The Class 2A No. 3 Cavaliers again used their inside advantage in a 69-59 win over host Snider on Saturday at the Kilmer Classic.

The renewed post presence has come from the full-time playing status of Katherine Smith, who didn’t become eligible to the program until the playoffs last year. Smith helped Canterbury win its second straight Class A state championship. The junior provides a complement inside to the slashing of senior Kindell Fincher and the shooting of junior Darby Maggard.

Fincher led the Cavaliers with 26 points and 11 rebounds, Maggard had 23 points and Smith added 13 points and 10 rebounds.

“(Snider’s) defensive pressure made us have to work on offense,” Canterbury coach Wayne Kreiger said.

“Our transition opportunities were limited so we had to go a half-court game. With Katherine, it helps us from the standpoint that we can play from inside-out. You have to respect the inside game, and that creates more opportunities for our perimeter players.”

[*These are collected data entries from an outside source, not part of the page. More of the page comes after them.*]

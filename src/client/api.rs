//! HTTP client for the experiment endpoints

use reqwest::Response;
use serde::de::DeserializeOwned;
use tracing::debug;

use crate::client::error::{ClientError, ClientResult};
use crate::client::ClientConfig;
use crate::registry::{ExperimentDefinition, ExperimentKey, ExperimentRecord};

/// Thin async client over `/api/experiments`
///
/// Cheap to clone; clones share one connection pool.
#[derive(Debug, Clone)]
pub struct ApiClient {
    http: reqwest::Client,
    base_url: String,
}

impl ApiClient {
    /// Build a client from configuration
    pub fn new(config: &ClientConfig) -> ClientResult<Self> {
        let http = reqwest::Client::builder()
            .timeout(config.request_timeout)
            .build()?;

        Ok(Self {
            http,
            base_url: config.base_url.trim_end_matches('/').to_string(),
        })
    }

    /// Server root this client talks to
    #[must_use]
    pub fn base_url(&self) -> &str {
        &self.base_url
    }

    fn experiments_url(&self) -> String {
        format!("{}/api/experiments", self.base_url)
    }

    fn experiment_url(&self, key: &ExperimentKey) -> String {
        format!("{}/api/experiments/{}/{}", self.base_url, key.namespace, key.name)
    }

    /// GET /api/experiments
    pub async fn list(&self) -> ClientResult<Vec<ExperimentRecord>> {
        let response = self.http.get(self.experiments_url()).send().await?;
        decode(response).await
    }

    /// GET /api/experiments/:namespace/:name
    pub async fn get(&self, key: &ExperimentKey) -> ClientResult<ExperimentRecord> {
        let response = self.http.get(self.experiment_url(key)).send().await?;
        decode(response).await
    }

    /// POST /api/experiments
    pub async fn create(&self, definition: &ExperimentDefinition) -> ClientResult<ExperimentRecord> {
        let response = self
            .http
            .post(self.experiments_url())
            .json(definition)
            .send()
            .await?;
        decode(response).await
    }

    /// DELETE /api/experiments/:namespace/:name
    pub async fn delete(&self, key: &ExperimentKey) -> ClientResult<()> {
        let response = self.http.delete(self.experiment_url(key)).send().await?;
        check(response).await.map(drop)
    }
}

async fn check(response: Response) -> ClientResult<Response> {
    let status = response.status();
    if status.is_success() {
        return Ok(response);
    }

    let body = response.text().await?;
    debug!(status = status.as_u16(), "Request failed: {}", body);
    Err(ClientError::from_status(status.as_u16(), &body))
}

async fn decode<T: DeserializeOwned>(response: Response) -> ClientResult<T> {
    let body = check(response).await?.text().await?;
    Ok(serde_json::from_str(&body)?)
}
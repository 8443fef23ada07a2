// Polling
//
// A poller owns one background task that re-fetches on a fixed cadence and
// publishes the outcome through a watch channel. Failed fetches never clear
// the last good snapshot; they only set the error message.

use chrono::{DateTime, Utc};
use std::future::Future;
use std::sync::Arc;
use std::time::Duration;
use tokio::sync::{watch, Notify};
use tokio::task::JoinHandle;
use tokio::time::MissedTickBehavior;
use tracing::{debug, warn};

use crate::client::error::ClientResult;

/// What a view shows at a given moment
#[derive(Debug, Clone, PartialEq)]
pub struct ViewState<T> {
    /// Last successfully fetched data
    pub data: Option<T>,

    /// User-facing message from the most recent failure
    pub error: Option<String>,

    /// A fetch is in flight
    pub loading: bool,

    /// When `data` was last replaced
    pub last_refreshed: Option<DateTime<Utc>>,
}

impl<T> Default for ViewState<T> {
    fn default() -> Self {
        Self {
            data: None,
            error: None,
            loading: true,
            last_refreshed: None,
        }
    }
}

/// Background refresh loop for one view
///
/// The first fetch starts immediately. Dropping the poller stops the loop.
pub struct Poller<T> {
    state: watch::Receiver<ViewState<T>>,
    sender: Arc<watch::Sender<ViewState<T>>>,
    refresh: Arc<Notify>,
    task: JoinHandle<()>,
}

impl<T> Poller<T>
where
    T: Clone + Send + Sync + 'static,
{
    /// Start polling `fetch` every `interval`
    ///
    /// `failure_message` is what the view shows when a fetch fails.
    pub fn spawn<F, Fut>(interval: Duration, failure_message: impl Into<String>, fetch: F) -> Self
    where
        F: Fn() -> Fut + Send + 'static,
        Fut: Future<Output = ClientResult<T>> + Send + 'static,
    {
        let (sender, state) = watch::channel(ViewState::default());
        let sender = Arc::new(sender);
        let refresh = Arc::new(Notify::new());
        let failure_message = failure_message.into();

        let task = tokio::spawn(poll_loop(
            interval,
            failure_message,
            fetch,
            Arc::clone(&sender),
            Arc::clone(&refresh),
        ));

        Self {
            state,
            sender,
            refresh,
            task,
        }
    }

    /// Current view state
    #[must_use]
    pub fn snapshot(&self) -> ViewState<T> {
        self.state.borrow().clone()
    }

    /// Independent receiver for rendering loops
    #[must_use]
    pub fn subscribe(&self) -> watch::Receiver<ViewState<T>> {
        self.sender.subscribe()
    }

    /// Fetch now instead of waiting for the next tick
    pub fn refresh(&self) {
        self.refresh.notify_one();
    }

    /// Show an error without touching the data, e.g. after a failed mutation
    pub fn report_error(&self, message: impl Into<String>) {
        let message = message.into();
        self.sender.send_modify(|state| state.error = Some(message));
    }

    /// Wait until the state satisfies `predicate` and return it
    pub async fn wait_for(&self, mut predicate: impl FnMut(&ViewState<T>) -> bool) -> ViewState<T> {
        let mut receiver = self.sender.subscribe();
        let settled = receiver
            .wait_for(|state| predicate(state))
            .await
            .map(|state| state.clone());
        // The sender lives in `self`, so the channel cannot close here.
        settled.unwrap_or_else(|_| self.snapshot())
    }
}

impl<T> Drop for Poller<T> {
    fn drop(&mut self) {
        self.task.abort();
    }
}

async fn poll_loop<T, F, Fut>(
    interval: Duration,
    failure_message: String,
    fetch: F,
    sender: Arc<watch::Sender<ViewState<T>>>,
    refresh: Arc<Notify>,
) where
    F: Fn() -> Fut,
    Fut: Future<Output = ClientResult<T>>,
{
    let mut ticker = tokio::time::interval(interval);
    ticker.set_missed_tick_behavior(MissedTickBehavior::Delay);

    loop {
        tokio::select! {
            _ = ticker.tick() => {}
            _ = refresh.notified() => ticker.reset(),
        }

        sender.send_modify(|state| state.loading = true);
        let outcome = fetch().await;

        sender.send_modify(|state| {
            state.loading = false;
            match outcome {
                Ok(data) => {
                    debug!("Poll succeeded");
                    state.data = Some(data);
                    state.error = None;
                    state.last_refreshed = Some(Utc::now());
                }
                Err(e) => {
                    warn!(retryable = e.is_retryable(), "Poll failed: {}", e);
                    state.error = Some(failure_message.clone());
                }
            }
        });
    }
}
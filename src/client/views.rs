//! List and detail views over the polling client

use std::time::Duration;
use tracing::info;

use crate::client::api::ApiClient;
use crate::client::error::ClientResult;
use crate::client::poll::{Poller, ViewState};
use crate::registry::{ExperimentDefinition, ExperimentKey, ExperimentRecord};

/// Shown when the list cannot be fetched
pub const LIST_LOAD_FAILED: &str = "Failed to load experiments. Please try again later.";

/// Shown when the detail record cannot be fetched
pub const DETAIL_LOAD_FAILED: &str = "Failed to load experiment details. Please try again later.";

/// Shown when a create request fails
pub const CREATE_FAILED: &str = "Failed to create experiment. Please try again later.";

/// Message shown for a failed delete
#[must_use]
pub fn delete_failed_message(name: &str) -> String {
    format!("Failed to delete experiment {}. Please try again later.", name)
}

/// Question asked before deleting
#[must_use]
pub fn delete_prompt(name: &str) -> String {
    format!("Are you sure you want to delete experiment {}?", name)
}

/// How a confirmed-delete flow ended
#[derive(Debug, Clone, Copy, PartialEq, Eq)]
pub enum DeleteOutcome {
    /// The user declined the prompt; nothing was sent
    Cancelled,

    /// The server removed the experiment
    Deleted,
}

/// Polled list of all experiments
pub struct ExperimentListView {
    client: ApiClient,
    poller: Poller<Vec<ExperimentRecord>>,
}

impl ExperimentListView {
    /// Start polling the list endpoint
    pub fn mount(client: ApiClient, interval: Duration) -> Self {
        let fetcher = client.clone();
        let poller = Poller::spawn(interval, LIST_LOAD_FAILED, move || {
            let client = fetcher.clone();
            async move { client.list().await }
        });

        Self { client, poller }
    }

    /// Current state of the view
    #[must_use]
    pub fn state(&self) -> ViewState<Vec<ExperimentRecord>> {
        self.poller.snapshot()
    }

    /// Underlying poller, for subscribing or waiting on updates
    #[must_use]
    pub fn poller(&self) -> &Poller<Vec<ExperimentRecord>> {
        &self.poller
    }

    /// Create an experiment and re-poll the list
    pub async fn create(&self, definition: &ExperimentDefinition) -> ClientResult<ExperimentRecord> {
        match self.client.create(definition).await {
            Ok(record) => {
                info!(
                    namespace = record.namespace().unwrap_or_default(),
                    name = record.name().unwrap_or_default(),
                    "Created experiment"
                );
                self.poller.refresh();
                Ok(record)
            }
            Err(e) => {
                self.poller.report_error(CREATE_FAILED);
                Err(e)
            }
        }
    }

    /// Ask `confirm`, then delete and re-poll the list
    ///
    /// A failed delete leaves the list untouched and shows an error.
    pub async fn delete(
        &self,
        key: &ExperimentKey,
        confirm: impl FnOnce(&str) -> bool,
    ) -> ClientResult<DeleteOutcome> {
        if !confirm(&delete_prompt(&key.name)) {
            return Ok(DeleteOutcome::Cancelled);
        }

        match self.client.delete(key).await {
            Ok(()) => {
                info!(experiment = %key, "Deleted experiment");
                self.poller.refresh();
                Ok(DeleteOutcome::Deleted)
            }
            Err(e) => {
                self.poller.report_error(delete_failed_message(&key.name));
                Err(e)
            }
        }
    }
}

/// Polled view of one experiment
pub struct ExperimentDetailView {
    client: ApiClient,
    key: ExperimentKey,
    poller: Poller<ExperimentRecord>,
}

impl ExperimentDetailView {
    /// Start polling the single-experiment endpoint
    pub fn mount(client: ApiClient, key: ExperimentKey, interval: Duration) -> Self {
        let fetcher = client.clone();
        let target = key.clone();
        let poller = Poller::spawn(interval, DETAIL_LOAD_FAILED, move || {
            let client = fetcher.clone();
            let key = target.clone();
            async move { client.get(&key).await }
        });

        Self {
            client,
            key,
            poller,
        }
    }

    /// Experiment this view follows
    #[must_use]
    pub fn key(&self) -> &ExperimentKey {
        &self.key
    }

    /// Current state of the view
    #[must_use]
    pub fn state(&self) -> ViewState<ExperimentRecord> {
        self.poller.snapshot()
    }

    /// Underlying poller, for subscribing or waiting on updates
    #[must_use]
    pub fn poller(&self) -> &Poller<ExperimentRecord> {
        &self.poller
    }

    /// Ask `confirm`, then delete
    ///
    /// On `Deleted` the caller should drop the view and navigate back to
    /// the list.
    pub async fn delete(&self, confirm: impl FnOnce(&str) -> bool) -> ClientResult<DeleteOutcome> {
        if !confirm(&delete_prompt(&self.key.name)) {
            return Ok(DeleteOutcome::Cancelled);
        }

        match self.client.delete(&self.key).await {
            Ok(()) => {
                info!(experiment = %self.key, "Deleted experiment");
                Ok(DeleteOutcome::Deleted)
            }
            Err(e) => {
                self.poller.report_error(delete_failed_message(&self.key.name));
                Err(e)
            }
        }
    }
}
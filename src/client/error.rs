//! Client error types

use thiserror::Error;

/// Result type for client operations
pub type ClientResult<T> = Result<T, ClientError>;

/// Failures seen by the polling client
#[derive(Debug, Error)]
pub enum ClientError {
    /// Connection refused, timed out, reset, ...
    #[error("transport failure: {0}")]
    Transport(#[from] reqwest::Error),

    /// Server answered 404
    #[error("not found: {0}")]
    NotFound(String),

    /// Server answered 400
    #[error("bad request: {0}")]
    BadRequest(String),

    /// Server answered 409
    #[error("conflict: {0}")]
    Conflict(String),

    /// Any other non-success status
    #[error("unexpected status {status}: {message}")]
    UnexpectedStatus {
        /// HTTP status code
        status: u16,
        /// Error body or raw text
        message: String,
    },

    /// Success status with a body that is not the expected JSON
    #[error("malformed response: {0}")]
    Decode(#[from] serde_json::Error),
}

impl ClientError {
    /// Whether the next poll tick may succeed where this one failed
    #[must_use]
    pub fn is_retryable(&self) -> bool {
        match self {
            Self::Transport(_) => true,
            Self::UnexpectedStatus { status, .. } => *status >= 500,
            _ => false,
        }
    }

    /// Map an error status and its body to a client error
    pub(crate) fn from_status(status: u16, body: &str) -> Self {
        let message = serde_json::from_str::<serde_json::Value>(body)
            .ok()
            .and_then(|value| value.get("error").and_then(|e| e.as_str()).map(str::to_string))
            .unwrap_or_else(|| body.to_string());

        match status {
            400 => Self::BadRequest(message),
            404 => Self::NotFound(message),
            409 => Self::Conflict(message),
            _ => Self::UnexpectedStatus { status, message },
        }
    }
}
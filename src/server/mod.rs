//! HTTP surface over the experiment registry
//!
//! Axum-based REST server exposing list/get/create/delete on
//! `/api/experiments`, with permissive CORS and optional static dashboard
//! serving.

/// API error types
pub mod error;

/// HTTP handlers for REST endpoints
pub mod handlers;

/// Server configuration from TOML
pub mod config;

/// Server instance management
pub mod instance;

pub use config::ServerConfig;
pub use error::{ApiError, ApiResult};
pub use handlers::AppState;
pub use instance::{app, ChaosRegistryServer};
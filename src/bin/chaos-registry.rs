//! chaos-registry binary entry point

use chaos_registry::cli::Cli;
use clap::Parser;

#[tokio::main]
async fn main() -> anyhow::Result<()> {
    Cli::parse().run().await
}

The Cavaliers, who moved up to 2A this season, outrebounded the Panthers 37-31. And it’s not just the 6-foot-2 Smith or 5-10 Fincher inside, but also 5-9 Emma Hyndman and 5-8 Katie Haines that give them some size.

“We have outrebounded the three teams we have played, and that always helps,” Smith said. “It creates a nice triangle, … and it creates versatility out on the court.”

Having Smith also gives Canterbury another scoring option after the graduation of Bailey Farley and Aaliyah Gaines. Fincher, who came into the game averaging 35.5 points in two games, draws a lot of attention from opponents.

For Snider, Deja Wimby had 28 points, Karrina Smith 12 and Kiersten Eley 10.

In the second games of the tournament, the Cavaliers (5-0) beat Northrop 60-40 while the Panthers (0-3) lost to Merrillville 75-58.

Having Indiana All-Stars Liza Clemons and Akilah Sims inside in recent years meant the Panthers usually played with a size advantage. This year’s team is different, relying on defense and speed.

“A lot of teams will have what you can’t teach, and that’s size,” Snider coach Kelley Meiklejohn said.

“We have got to work on our transition and take advantage of our strengths, which is running the ball and ball movement on offense to wear those bigs down. We know we don’t have size, but we try to make up for it with our transition.”